もう真っ直ぐ自室に帰ってしまおうかとも思った。が、寮の中で王馬くんと鉢合わせると少し面倒臭い。状況的に約束を放っぽったと責められかねないのだ。

だからといって別にどうという事は無いが、彼自身の言動を棚上げして被害者面などされようものなら非常に胸糞が悪くなる。

最原「一応、探す振りだけでもしておこうか…」

何も真面目に探す必要は無い。適当に辺りをぶらついて、それを誰かに見てもらってアリバイにすればいい。

先にたまたま、王馬くん『を』探している方の王馬くんと会えれば合流という形になるだろうし、王馬くん『が』探している方の王馬くんと遭遇すれば…取り敢えず王馬くんの部屋の前まで連れて行けばいいだろうか。僕に出来るのは精々それくらいだ。

今までになんだかんだふたりであちこち学園の敷地内を見て回ったので、未確認の場所はそう多くない。取り敢えず僕は次の階層へ足を運んだ。


─5階廊下─


語弊を覚悟で結論から言うと、王馬くんはそこにいた。

最原「あの…お取り込み中、かな?」

王馬?「……ぅ……」

僕には王馬くんらしき人物がなんらかの罰を受けているように見えた。しかし、一切の理由も意味も無くただ苦しんでいるだけのようでもあった。実のところはどちらなのか、当然ながら傍目では判らない。

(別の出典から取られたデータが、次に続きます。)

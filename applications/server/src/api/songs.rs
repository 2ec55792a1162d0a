/// Song catalog API routes
use crate::{
    error::{Result, ServerError},
    extract::ApiJson,
    middleware::AuthenticatedUser,
    state::AppState,
};
use axum::{
    extract::{Path, Query, State},
    http::StatusCode,
    Json,
};
use harmony_core::{
    storage::StorageContext,
    types::{Album, CreateSong, Song, SongId, SongPage, UpdateSong},
    HarmonyError,
};
use serde::Deserialize;

#[derive(Debug, Deserialize)]
pub struct ListSongsQuery {
    #[serde(default = "default_limit")]
    pub limit: u32,
    #[serde(default)]
    pub offset: u32,
}

fn default_limit() -> u32 {
    10
}

#[derive(Debug, Deserialize)]
pub struct SearchQuery {
    #[serde(default)]
    pub q: String,
}

/// GET /api/songs?limit=&offset=
pub async fn list_songs(
    State(app_state): State<AppState>,
    auth: AuthenticatedUser,
    Query(query): Query<ListSongsQuery>,
) -> Result<Json<SongPage>> {
    let page = app_state
        .storage(auth.user_id())
        .list_songs(query.limit, query.offset)
        .await?;
    Ok(Json(page))
}

/// GET /api/songs/:id
pub async fn get_song(
    Path(id): Path<SongId>,
    State(app_state): State<AppState>,
    auth: AuthenticatedUser,
) -> Result<Json<Song>> {
    let song = app_state
        .storage(auth.user_id())
        .get_song(id)
        .await?
        .ok_or(HarmonyError::SongNotFound(id))?;
    Ok(Json(song))
}

/// POST /api/songs
pub async fn create_song(
    State(app_state): State<AppState>,
    auth: AuthenticatedUser,
    ApiJson(req): ApiJson<CreateSong>,
) -> Result<(StatusCode, Json<Song>)> {
    let song = app_state.storage(auth.user_id()).create_song(req).await?;
    tracing::info!(song_id = %song.id, title = %song.title, "Song created");
    Ok((StatusCode::CREATED, Json(song)))
}

/// PATCH /api/songs/:id
pub async fn update_song(
    Path(id): Path<SongId>,
    State(app_state): State<AppState>,
    auth: AuthenticatedUser,
    ApiJson(req): ApiJson<UpdateSong>,
) -> Result<Json<Song>> {
    if req.is_empty() {
        return Err(ServerError::BadRequest("No fields to update".to_string()));
    }
    let song = app_state.storage(auth.user_id()).update_song(id, req).await?;
    Ok(Json(song))
}

/// DELETE /api/songs/:id
///
/// Removes the song from every playlist and deletes its audio file if it
/// lives in the media directory.
pub async fn delete_song(
    Path(id): Path<SongId>,
    State(app_state): State<AppState>,
    auth: AuthenticatedUser,
) -> Result<StatusCode> {
    let storage = app_state.storage(auth.user_id());
    let song = storage
        .get_song(id)
        .await?
        .ok_or(HarmonyError::SongNotFound(id))?;

    storage.delete_song(id).await?;

    if let Err(e) = app_state.file_storage.delete_file(&song.file_path).await {
        tracing::warn!(song_id = %id, error = %e, "Failed to delete audio file");
    }

    tracing::info!(song_id = %id, "Song deleted");
    Ok(StatusCode::NO_CONTENT)
}

/// GET /api/search?q=
pub async fn search_songs(
    State(app_state): State<AppState>,
    auth: AuthenticatedUser,
    Query(query): Query<SearchQuery>,
) -> Result<Json<Vec<Song>>> {
    let songs = app_state
        .storage(auth.user_id())
        .search_songs(&query.q)
        .await?;
    tracing::debug!(query = %query.q, results = songs.len(), "Search performed");
    Ok(Json(songs))
}

/// GET /api/albums/featured
pub async fn featured_albums(
    State(app_state): State<AppState>,
    auth: AuthenticatedUser,
) -> Result<Json<Vec<Album>>> {
    let albums = app_state.storage(auth.user_id()).featured_albums().await?;
    Ok(Json(albums))
}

彼は、ライオンにも狛犬にも似ている奇妙な獣に胴体を噛み砕かれている。獣の牙が炎を纏っているので血は殆ど流れない。その分だけ掃除が楽そうでいいが、タンパク質の焦げる不快な臭いはどうにかならないものか。後で裏方がどうにでもしてくれるんだろうけど。

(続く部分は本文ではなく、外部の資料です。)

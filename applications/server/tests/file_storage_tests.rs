/// File storage service tests
/// Tests upload naming, path resolution, and traversal protection
use harmony_server::{services::FileStorage, ServerError};
use tempfile::TempDir;

async fn storage() -> (FileStorage, TempDir) {
    let temp_dir = TempDir::new().unwrap();
    let storage = FileStorage::new(temp_dir.path().join("media"));
    storage.initialize().await.unwrap();
    (storage, temp_dir)
}

/// Test initialization creates the media directory
#[tokio::test]
async fn test_file_storage_initialization() {
    let (storage, _temp_dir) = storage().await;
    assert!(storage.base_path().is_dir(), "Media directory should be created");
}

/// Test stored uploads keep their bytes under the sanitized name
#[tokio::test]
async fn test_store_upload() {
    let (storage, _temp_dir) = storage().await;

    let name = storage
        .store_upload("Song For  My Father.mp3", b"audio")
        .await
        .unwrap();

    assert_eq!(name, "song-for-my-father.mp3");
    assert_eq!(
        std::fs::read(storage.base_path().join(&name)).unwrap(),
        b"audio"
    );
}

/// Test path components in client file names are ignored
#[tokio::test]
async fn test_upload_name_cannot_escape() {
    let (storage, temp_dir) = storage().await;

    let name = storage
        .store_upload("../outside.mp3", b"audio")
        .await
        .unwrap();

    assert_eq!(name, "outside.mp3");
    assert!(!temp_dir.path().join("outside.mp3").exists());
    assert!(storage.base_path().join("outside.mp3").exists());
}

/// Test resolving a missing file is not found
#[tokio::test]
async fn test_resolve_missing_file() {
    let (storage, _temp_dir) = storage().await;

    let result = storage.resolve("nothing-here.mp3");
    assert!(matches!(result, Err(ServerError::NotFound(_))));
}

/// Test relative traversal out of the media directory is refused
#[tokio::test]
async fn test_resolve_rejects_traversal() {
    let (storage, temp_dir) = storage().await;
    std::fs::write(temp_dir.path().join("secret.txt"), b"secret").unwrap();

    let result = storage.resolve("../secret.txt");
    assert!(matches!(result, Err(ServerError::Unauthorized(_))));
}

/// Test deleting is idempotent
#[tokio::test]
async fn test_delete_file() {
    let (storage, _temp_dir) = storage().await;
    let name = storage.store_upload("gone.mp3", b"x").await.unwrap();

    storage.delete_file(&name).await.unwrap();
    assert!(!storage.base_path().join(&name).exists());

    storage.delete_file(&name).await.unwrap();
}
/// Request middleware
pub mod auth;

pub use auth::{auth_middleware, AuthenticatedUser};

そんな状態の彼にまともな受け応えなんて出来るはずが無い。刺し貫かんばかりの鋭い視線でこちらを睨みながら歯を食い縛っていたから、そうでなくてもお喋りは出来なかったろうな、という気もしている。


燃えたり煤けたりしてところどころ黒くなっているものの、推定王馬くんの服は元々白い拘束着──のようなデザインのコスプレ衣装らしい。脱力した両脚からだらりと飾りベルトが垂れている。

服装を観察してようやく思い出した。彼はオーディション会場の体育館にいた、王馬くんじゃない?王馬くんだ。そうなると目当ての王馬くんとは全く別物である可能性が高い。